I had a BOGOF voucher for Felix kitten pouches so I thought I may aswell get them as a treat for Wabbit.
The feeding guidelines are truly puzzling though! For a Weaning-3 month kitten it says typical amount, 4 pouches per day over 2-3 meals. Then 3-6 months is says 3 to 5 pouches a day over 2 meals! Can you imagine trying to cram 5 pouches down a kitten in 2 meals?!!! For 6-12 months it says 5-3 pouches (why worded the wrong way round? are they saying gradually decrease from 5 to 3 pouches by one year?) over 2 meals.
Do they have the number of pouches and the meals per day round the wrong way? For a start a weaning age kitten should be eating waaaaaay more than 2-3 meals a day, and hasn't got a hope of eating 4 pouches over 2 meals.
Wabbit ( 13 weeks) eats no more than 2 pouches per day over around 3 or 4 meals yet he's growing like a weed (weighed him because he hadn't eaten much today and was sleeping a lot, thought he might be having a growth spurt with all the sleep, and he's gained 89g since the same time YESTERDAY. He's now 1739g)
I don't feed him by guidelines anyway I just feed him when he asks or if he doesn't ask I take him to his bowl and put fresh food down around 3 times a day, but I just envisage all these poor owners fretting over their tiny kitten not being able to eat 2+ pouches in one sitting...


----------



## CarrieBradshaw (Dec 19, 2010)

I liked that you pointed out the 5-3 'wrong way round' detail - it always bugs me! My kittens are eating Felix As Good As It Looks at the moment - I don't want to feed them this long-term, but they are being fuss pots and it has been a series of more urgent issues since they came to their new home, what with the girl peeing on the bed and then the boy pooing in the shower! All sorted now and they are very happy...and make me very happy too!  I don't bother with following the Felix guidelines, because after reading them, I decided they were just that and that the kittens can give me their own guidelines about how much they want to eat! Where did you get the voucher and what do you usually feed Wabbit?


----------



## HelloKittyHannah (Nov 18, 2010)

I got the voucher from the Felix website after signing up to their kitten welcome pack. You can get some vouchers by signing up to the Whiskas website too  I wouldn't feed it as a staple diet but it helps that if I ever run out of food I can just run to the supermarket and buy the first rubbish I find because they're used to it 
I feed Wabbit (and my older cat) on Natures Menu pouches at the moment, but intend to change to Animonda Carny when I can afford to get a bulk order of food and litter from Zooplus.
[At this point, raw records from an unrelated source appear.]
use crate::constraint::GenerationConstraintError;
use crate::invoke::EngineFailure;

pub type VestureResult<T> = Result<T, VestureError>;

#[derive(thiserror::Error, Debug)]
pub enum VestureError {
    #[error("validation error: {0}")]
    Validation(String),

    #[error("analysis error: {0}")]
    Analysis(String),

    #[error("serialization error: {0}")]
    Serde(String),

    #[error("constraint error: {0}")]
    Constraint(#[from] GenerationConstraintError),

    #[error("generation error: {0}")]
    Generation(#[from] EngineFailure),

    #[error(transparent)]
    Other(#[from] anyhow::Error),
}

impl VestureError {
    pub fn validation(msg: impl Into<String>) -> Self {
        Self::Validation(msg.into())
    }

    pub fn analysis(msg: impl Into<String>) -> Self {
        Self::Analysis(msg.into())
    }

    pub fn serde(msg: impl Into<String>) -> Self {
        Self::Serde(msg.into())
    }

    /// Message suitable for showing to the person who submitted the try-on request.
    ///
    /// Constraint and generation failures carry their own phrasing; everything else is
    /// collapsed into a generic retry hint.
    pub fn user_message(&self) -> String {
        match self {
            Self::Constraint(e) => e.message.clone(),
            Self::Generation(f) => f.user_message().to_string(),
            Self::Validation(msg) => format!("Invalid request: {msg}"),
            Self::Analysis(_) | Self::Serde(_) | Self::Other(_) => {
                "Something went wrong while preparing your try-on. Please try again.".to_string()
            }
        }
    }
}

impl From<serde_json::Error> for VestureError {
    fn from(e: serde_json::Error) -> Self {
        Self::Serde(e.to_string())
    }
}

#[cfg(test)]
mod tests {
    use super::*;
    use crate::foundation::core::Coverage;

    #[test]
    fn display_prefixes_are_stable() {
        assert!(
            VestureError::validation("x")
                .to_string()
                .contains("validation error:")
        );
        assert!(
            VestureError::analysis("x")
                .to_string()
                .contains("analysis error:")
        );
        assert!(
            VestureError::serde("x")
                .to_string()
                .contains("serialization error:")
        );
        assert!(
            VestureError::from(EngineFailure::Timeout)
                .to_string()
                .contains("generation error:")
        );
    }

    #[test]
    fn other_preserves_source() {
        let base = std::io::Error::other("boom");
        let err = VestureError::Other(anyhow::Error::new(base));
        assert!(err.to_string().contains("boom"));
    }

    #[test]
    fn constraint_user_message_is_the_error_message() {
        let err = VestureError::from(GenerationConstraintError {
            message: "need more body".to_string(),
            input_coverage: Coverage::FaceOnly,
            required_coverage: Coverage::UpperBody,
            garment_topology: None,
        });
        assert_eq!(err.user_message(), "need more body");
        assert!(err.to_string().starts_with("constraint error:"));
    }

    #[test]
    fn generation_user_message_is_distinct_from_constraint() {
        let err = VestureError::from(EngineFailure::QuotaExceeded);
        assert_eq!(
            err.user_message(),
            EngineFailure::QuotaExceeded.user_message()
        );
    }
}
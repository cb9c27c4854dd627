//! Artifact storage behind a bucket abstraction.
//!
//! [`BucketCache`] remembers which buckets are known to exist so a long-running process
//! checks each one once. It is owned by the caller and injected, never global.

use std::collections::BTreeSet;
use std::path::{Path, PathBuf};
use std::sync::{Arc, Mutex, PoisonError};

use anyhow::Context as _;

use crate::compile::CompiledInstruction;
use crate::foundation::error::{VestureError, VestureResult};

/// Append-only set of verified bucket names. Entries are never invalidated.
#[derive(Debug, Default)]
pub struct BucketCache {
    verified: Mutex<BTreeSet<String>>,
}

impl BucketCache {
    pub fn new() -> Self {
        Self::default()
    }

    pub fn contains(&self, bucket: &str) -> bool {
        self.verified
            .lock()
            .unwrap_or_else(PoisonError::into_inner)
            .contains(bucket)
    }

    /// Returns `true` when the name was not cached before.
    pub fn insert(&self, bucket: &str) -> bool {
        self.verified
            .lock()
            .unwrap_or_else(PoisonError::into_inner)
            .insert(bucket.to_string())
    }

    pub fn len(&self) -> usize {
        self.verified
            .lock()
            .unwrap_or_else(PoisonError::into_inner)
            .len()
    }

    pub fn is_empty(&self) -> bool {
        self.len() == 0
    }

    /// Forget everything. Intended for tests that share one cache.
    pub fn reset(&self) {
        self.verified
            .lock()
            .unwrap_or_else(PoisonError::into_inner)
            .clear();
    }
}

pub trait BucketBackend: Send + Sync {
    fn bucket_exists(&self, bucket: &str) -> VestureResult<bool>;
    fn create_bucket(&self, bucket: &str) -> VestureResult<()>;
    /// Write `bytes` under `key` and return a locator for the stored object.
    fn put(&self, bucket: &str, key: &str, bytes: &[u8]) -> VestureResult<String>;
}

/// Buckets are directories under `root`; objects are files.
#[derive(Clone, Debug)]
pub struct FsBucketBackend {
    root: PathBuf,
}

impl FsBucketBackend {
    pub fn new(root: impl Into<PathBuf>) -> Self {
        Self { root: root.into() }
    }

    pub fn root(&self) -> &Path {
        &self.root
    }
}

impl BucketBackend for FsBucketBackend {
    fn bucket_exists(&self, bucket: &str) -> VestureResult<bool> {
        Ok(self.root.join(bucket).is_dir())
    }

    fn create_bucket(&self, bucket: &str) -> VestureResult<()> {
        let dir = self.root.join(bucket);
        std::fs::create_dir_all(&dir)
            .with_context(|| format!("create bucket dir '{}'", dir.display()))?;
        Ok(())
    }

    fn put(&self, bucket: &str, key: &str, bytes: &[u8]) -> VestureResult<String> {
        let path = self.root.join(bucket).join(key);
        std::fs::write(&path, bytes)
            .with_context(|| format!("write '{}'", path.display()))?;
        Ok(path.display().to_string())
    }
}

pub struct ArtifactStorage {
    backend: Box<dyn BucketBackend>,
    cache: Arc<BucketCache>,
}

impl ArtifactStorage {
    pub fn new(backend: Box<dyn BucketBackend>, cache: Arc<BucketCache>) -> Self {
        Self { backend, cache }
    }

    pub fn cache(&self) -> &Arc<BucketCache> {
        &self.cache
    }

    /// Make sure `bucket` exists, consulting the backend at most once per cache lifetime.
    pub fn ensure_bucket(&self, bucket: &str) -> VestureResult<()> {
        validate_name("bucket", bucket)?;
        if self.cache.contains(bucket) {
            return Ok(());
        }
        if !self.backend.bucket_exists(bucket)? {
            tracing::debug!(bucket, "creating bucket");
            self.backend.create_bucket(bucket)?;
        }
        self.cache.insert(bucket);
        Ok(())
    }

    pub fn store(&self, bucket: &str, key: &str, bytes: &[u8]) -> VestureResult<String> {
        validate_name("key", key)?;
        self.ensure_bucket(bucket)?;
        self.backend.put(bucket, key, bytes)
    }

    /// Store the instruction text and control JSON under its fingerprint.
    pub fn store_instruction(
        &self,
        bucket: &str,
        instruction: &CompiledInstruction,
    ) -> VestureResult<String> {
        let fp = instruction.fingerprint();
        let body = serde_json::to_vec_pretty(&serde_json::json!({
            "fingerprint": fp.to_string(),
            "mode": instruction.mode,
            "text": instruction.text(),
            "control": instruction.control,
        }))?;
        self.store(bucket, &format!("{fp}.json"), &body)
    }
}

fn validate_name(what: &str, name: &str) -> VestureResult<()> {
    let ok = !name.is_empty()
        && name != "."
        && name != ".."
        && name
            .chars()
            .all(|c| c.is_ascii_alphanumeric() || matches!(c, '-' | '_' | '.'));
    if ok {
        Ok(())
    } else {
        let msg = format!("invalid {what} name '{name}'");
        Err(VestureError::validation(msg))
    }
}
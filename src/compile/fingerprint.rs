use std::fmt;

use xxhash_rust::xxh3::Xxh3;

use crate::compile::blocks::{Section, SectionKind};
use crate::compile::compiler::CompiledInstruction;

const XXH3_SEED: u64 = 0x5e7a_11c0_d3b9_4f27;

/// Stable 128-bit identity of a compiled instruction. Equal inputs give equal fingerprints
/// across runs and platforms.
#[derive(Clone, Copy, Debug, PartialEq, Eq, Hash, serde::Serialize)]
pub struct InstructionFingerprint {
    pub hi: u64,
    pub lo: u64,
}

impl fmt::Display for InstructionFingerprint {
    fn fmt(&self, f: &mut fmt::Formatter<'_>) -> fmt::Result {
        write!(f, "{:016x}{:016x}", self.hi, self.lo)
    }
}

pub(crate) fn fingerprint_instruction(ins: &CompiledInstruction) -> InstructionFingerprint {
    let mut h = StableHasher::new();
    h.write_u32(ins.sections.len() as u32);
    for s in &ins.sections {
        write_section(&mut h, s);
    }
    h.write_str(&ins.control_json);
    h.write_str(&ins.closing);
    h.finish()
}

struct StableHasher {
    inner: Xxh3,
}

impl StableHasher {
    fn new() -> Self {
        Self {
            inner: Xxh3::with_seed(XXH3_SEED),
        }
    }

    fn write_bytes(&mut self, b: &[u8]) {
        self.inner.update(b);
    }

    fn write_u8(&mut self, v: u8) {
        self.write_bytes(&[v]);
    }

    fn write_u32(&mut self, v: u32) {
        self.write_bytes(&v.to_le_bytes());
    }

    fn write_str(&mut self, s: &str) {
        self.write_u32(s.len() as u32);
        self.write_bytes(s.as_bytes());
    }

    fn finish(self) -> InstructionFingerprint {
        let v = self.inner.digest128();
        InstructionFingerprint {
            hi: (v >> 64) as u64,
            lo: v as u64,
        }
    }
}

fn write_section(h: &mut StableHasher, s: &Section) {
    h.write_u8(match s.kind {
        SectionKind::SceneIntegration => 0,
        SectionKind::FaceLock => 1,
        SectionKind::BodyLock => 2,
        SectionKind::GarmentFit => 3,
        SectionKind::CoverageConstraint => 4,
        SectionKind::AntiArtifact => 5,
        SectionKind::Advisory => 6,
        SectionKind::Retry => 7,
    });
    h.write_str(s.title);
    match &s.preamble {
        Some(p) => {
            h.write_u8(1);
            h.write_str(p);
        }
        None => h.write_u8(0),
    }
    h.write_u32(s.rules.len() as u32);
    for r in &s.rules {
        h.write_str(r.id);
        h.write_str(&r.text);
    }
}

#[cfg(test)]
mod tests {
    use super::*;

    #[test]
    fn display_is_32_hex_digits() {
        let fp = InstructionFingerprint { hi: 1, lo: 0xff };
        let s = fp.to_string();
        assert_eq!(s.len(), 32);
        assert!(s.ends_with("00ff"));
    }

    #[test]
    fn string_length_prefix_separates_fields() {
        let mut a = StableHasher::new();
        a.write_str("ab");
        a.write_str("c");
        let mut b = StableHasher::new();
        b.write_str("a");
        b.write_str("bc");
        assert_ne!(a.finish(), b.finish());
    }
}
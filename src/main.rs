use clap::Parser;
use colored::*;
use deskmate::api::{ChatBackend, HttpGateway};
use deskmate::capabilities::CapabilityRegistry;
use deskmate::cli::Args;
use deskmate::config::Config;
use deskmate::controller::ConversationController;
use deskmate::notifier::PresentationNotifier;
use deskmate::server::AgentServer;
use std::process;
use std::sync::Arc;
use tokio::io::{AsyncBufReadExt, BufReader};

#[tokio::main]
async fn main() {
    let args = Args::parse();

    let config = match Config::from_env_and_args(&args) {
        Ok(config) => config,
        Err(e) => {
            eprintln!("{} {}", "Error:".red(), e);
            process::exit(1);
        }
    };

    let backend: Arc<dyn ChatBackend> = match HttpGateway::new(&config) {
        Ok(gateway) => Arc::new(gateway),
        Err(e) => {
            eprintln!("{} {}", "Error:".red(), e);
            process::exit(1);
        }
    };

    let registry = Arc::new(CapabilityRegistry::new());
    let notifier = Arc::new(PresentationNotifier::new(
        config.presentation_port,
        config.verbose,
    ));

    let server = AgentServer::new(
        config.clone(),
        backend.clone(),
        registry.clone(),
        notifier.clone(),
    );

    if args.console {
        tokio::spawn(async move {
            if let Err(e) = server.run().await {
                eprintln!("{}", format!("[server] {}", e).red());
            }
        });

        run_console(backend, registry, notifier, &config).await;
    } else if let Err(e) = server.run().await {
        eprintln!("{}", format!("[server] {}", e).red());
        process::exit(1);
    }
}

/// Interactive stdin loop alongside the socket server. `exit` leaves,
/// `clear` truncates the conversation back to the system message.
async fn run_console(
    backend: Arc<dyn ChatBackend>,
    registry: Arc<CapabilityRegistry>,
    notifier: Arc<PresentationNotifier>,
    config: &Config,
) {
    let mut controller = ConversationController::new(
        backend,
        registry,
        notifier,
        config.max_iterations,
        config.shell_timeout,
        config.verbose,
    );

    println!("{}", "Deskmate console. Commands: exit, clear.".cyan());

    let mut lines = BufReader::new(tokio::io::stdin()).lines();
    loop {
        match lines.next_line().await {
            Ok(Some(line)) => {
                let input = line.trim();
                match input.to_lowercase().as_str() {
                    "" => continue,
                    "exit" | "quit" => {
                        println!("{}", "Deskmate: see you next time!".cyan());
                        break;
                    }
                    "clear" => {
                        controller.reset();
                        println!("{}", "Deskmate: conversation history cleared.".cyan());
                        continue;
                    }
                    _ => {}
                }

                let answer = controller.handle(input).await;
                println!("{} {}", "Deskmate:".cyan(), answer);
            }
            Ok(None) => break,
            Err(e) => {
                eprintln!("{}", format!("[console] read error: {}", e).red());
                break;
            }
        }
    }
}
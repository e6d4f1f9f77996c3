use crate::cli::Args;
use anyhow::Context;
use serde::{Deserialize, Serialize};
use std::env;
use std::fs;
use std::path::PathBuf;

pub const DEFAULT_API_ENDPOINT: &str = "https://spark-api-open.xf-yun.com/v2/chat/completions";
pub const DEFAULT_MODEL: &str = "x1";
pub const DEFAULT_LISTEN_PORT: u16 = 8888;
pub const DEFAULT_PRESENTATION_PORT: u16 = 12345;
pub const DEFAULT_REQUEST_TIMEOUT_SECS: u64 = 30;
pub const DEFAULT_MAX_ITERATIONS: u32 = 10;

#[derive(Debug, Clone)]
pub struct Config {
    pub api_key: String,
    pub api_endpoint: String,
    pub model: String,
    pub listen_port: u16,
    pub presentation_port: u16,
    pub request_timeout: u64,
    pub max_iterations: u32,
    pub shell_timeout: u64,
    pub verbose: bool,
}

#[derive(Debug, Clone, Default, Deserialize, Serialize)]
pub struct FileConfig {
    #[serde(default)]
    pub api: ApiConfig,
    #[serde(default)]
    pub agent: AgentConfig,
    #[serde(default)]
    pub server: ServerConfig,
}

#[derive(Debug, Clone, Default, Deserialize, Serialize)]
pub struct ApiConfig {
    #[serde(default)]
    pub endpoint: Option<String>,
    #[serde(default)]
    pub model: Option<String>,
    #[serde(default)]
    pub request_timeout: Option<u64>,
}

#[derive(Debug, Clone, Default, Deserialize, Serialize)]
pub struct AgentConfig {
    #[serde(default)]
    pub max_iterations: Option<u32>,
    #[serde(default)]
    pub shell_timeout: Option<u64>,
    #[serde(default)]
    pub verbose: Option<bool>,
}

#[derive(Debug, Clone, Default, Deserialize, Serialize)]
pub struct ServerConfig {
    #[serde(default)]
    pub port: Option<u16>,
    #[serde(default)]
    pub presentation_port: Option<u16>,
}

impl Config {
    /// Layering: CLI args > env vars > YAML config file > defaults.
    /// The API key is only ever taken from the environment.
    pub fn from_env_and_args(args: &Args) -> Result<Self, String> {
        let file_config = FileConfig::load().unwrap_or_default();

        let api_key = env::var("DESKMATE_API_KEY")
            .map_err(|_| "DESKMATE_API_KEY environment variable not set")?;

        let api_endpoint = args
            .api_endpoint
            .clone()
            .or_else(|| env::var("DESKMATE_API_ENDPOINT").ok())
            .or(file_config.api.endpoint.clone())
            .unwrap_or_else(|| DEFAULT_API_ENDPOINT.to_string());

        let model = args
            .model
            .clone()
            .or_else(|| env::var("DESKMATE_MODEL").ok())
            .or(file_config.api.model.clone())
            .unwrap_or_else(|| DEFAULT_MODEL.to_string());

        let listen_port = args
            .port
            .or_else(|| parse_env("DESKMATE_PORT"))
            .or(file_config.server.port)
            .unwrap_or(DEFAULT_LISTEN_PORT);

        let presentation_port = args
            .presentation_port
            .or_else(|| parse_env("DESKMATE_PRESENTATION_PORT"))
            .or(file_config.server.presentation_port)
            .unwrap_or(DEFAULT_PRESENTATION_PORT);

        let request_timeout = parse_env("DESKMATE_REQUEST_TIMEOUT")
            .or(file_config.api.request_timeout)
            .unwrap_or(DEFAULT_REQUEST_TIMEOUT_SECS);

        let max_iterations = args
            .max_iterations
            .or_else(|| parse_env("DESKMATE_MAX_ITERATIONS"))
            .or(file_config.agent.max_iterations)
            .filter(|n| *n > 0)
            .unwrap_or(DEFAULT_MAX_ITERATIONS);

        let shell_timeout = parse_env("DESKMATE_SHELL_TIMEOUT")
            .or(file_config.agent.shell_timeout)
            .unwrap_or(30);

        let verbose = args.verbose
            || env::var("DESKMATE_VERBOSE")
                .ok()
                .map(|v| matches!(v.to_lowercase().as_str(), "true" | "1" | "yes"))
                .or(file_config.agent.verbose)
                .unwrap_or(false);

        Ok(Config {
            api_key,
            api_endpoint,
            model,
            listen_port,
            presentation_port,
            request_timeout,
            max_iterations,
            shell_timeout,
            verbose,
        })
    }
}

fn parse_env<T: std::str::FromStr>(name: &str) -> Option<T> {
    env::var(name).ok().and_then(|s| s.parse().ok())
}

impl FileConfig {
    pub fn load() -> anyhow::Result<Self> {
        for path in Self::config_paths() {
            if path.exists() {
                let contents = fs::read_to_string(&path)
                    .with_context(|| format!("Failed to read config file: {}", path.display()))?;
                let config: FileConfig = serde_yaml::from_str(&contents).with_context(|| {
                    format!("Failed to parse YAML config file: {}", path.display())
                })?;
                return Ok(config);
            }
        }
        Ok(FileConfig::default())
    }

    pub fn config_paths() -> Vec<PathBuf> {
        let mut paths = Vec::new();

        // Current directory first (local override)
        paths.push(PathBuf::from(".deskmate.yaml"));
        paths.push(PathBuf::from(".deskmate.yml"));

        if let Some(home_dir) = dirs::home_dir() {
            let config_dir = home_dir.join(".config").join("deskmate");
            paths.push(config_dir.join("deskmate.yaml"));
            paths.push(config_dir.join("deskmate.yml"));
        }

        paths
    }
}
Still have to decide which litter I want to try next... 
Glad you got their toiletting issues sorted out


----------



## Taylorbaby (Jan 10, 2009)

Go by your cat , i dont follow the guidelines as what is a 'average cat' ?
if his hungry let him eat, if he isnt he doesnt etc lol! :thumbup:


----------



## HelloKittyHannah (Nov 18, 2010)

Taylorbaby said:


> Go by your cat , i dont follow the guidelines as what is a 'average cat' ?
> if his hungry let him eat, if he isnt he doesnt etc lol! :thumbup:


Yeah that's what I'm doing anyway, but I always look at feeding guidelines just out of curiosity. (I did it with my kids too, but never would have restricted them to what it said on the formula tin. Not that my kids EVER consumed the recommended amounts of ANYTHING, I was the one constantly fretting because they had half of what they should  They were slow growers too so I was doubly concerned... lol)
It was just the fact that the Felix guidelines were so amusing that made me query it...


----------



## charleecat (Nov 26, 2009)

I can't help you with kitten information but I give Charleecat Felix every day and she's a senior cat. I give her one pouch in the morning and then one around 6pm every evening. I also give her a tiny weeny handful of a top quality dry food too. That seems enough.

Charleecat is 4.12kg (a smallish moggie cat). 

I hope this gives you a bit more of a clue.


----------



## CarrieBradshaw (Dec 19, 2010)

I ordered the Felix kitten welcome pack! I vaguely remember that it wasn't on there when I got Jenny & Moses, but that doesn't seem to make sense since I think they are only a few weeks older than Wabbit! Thanks!


----------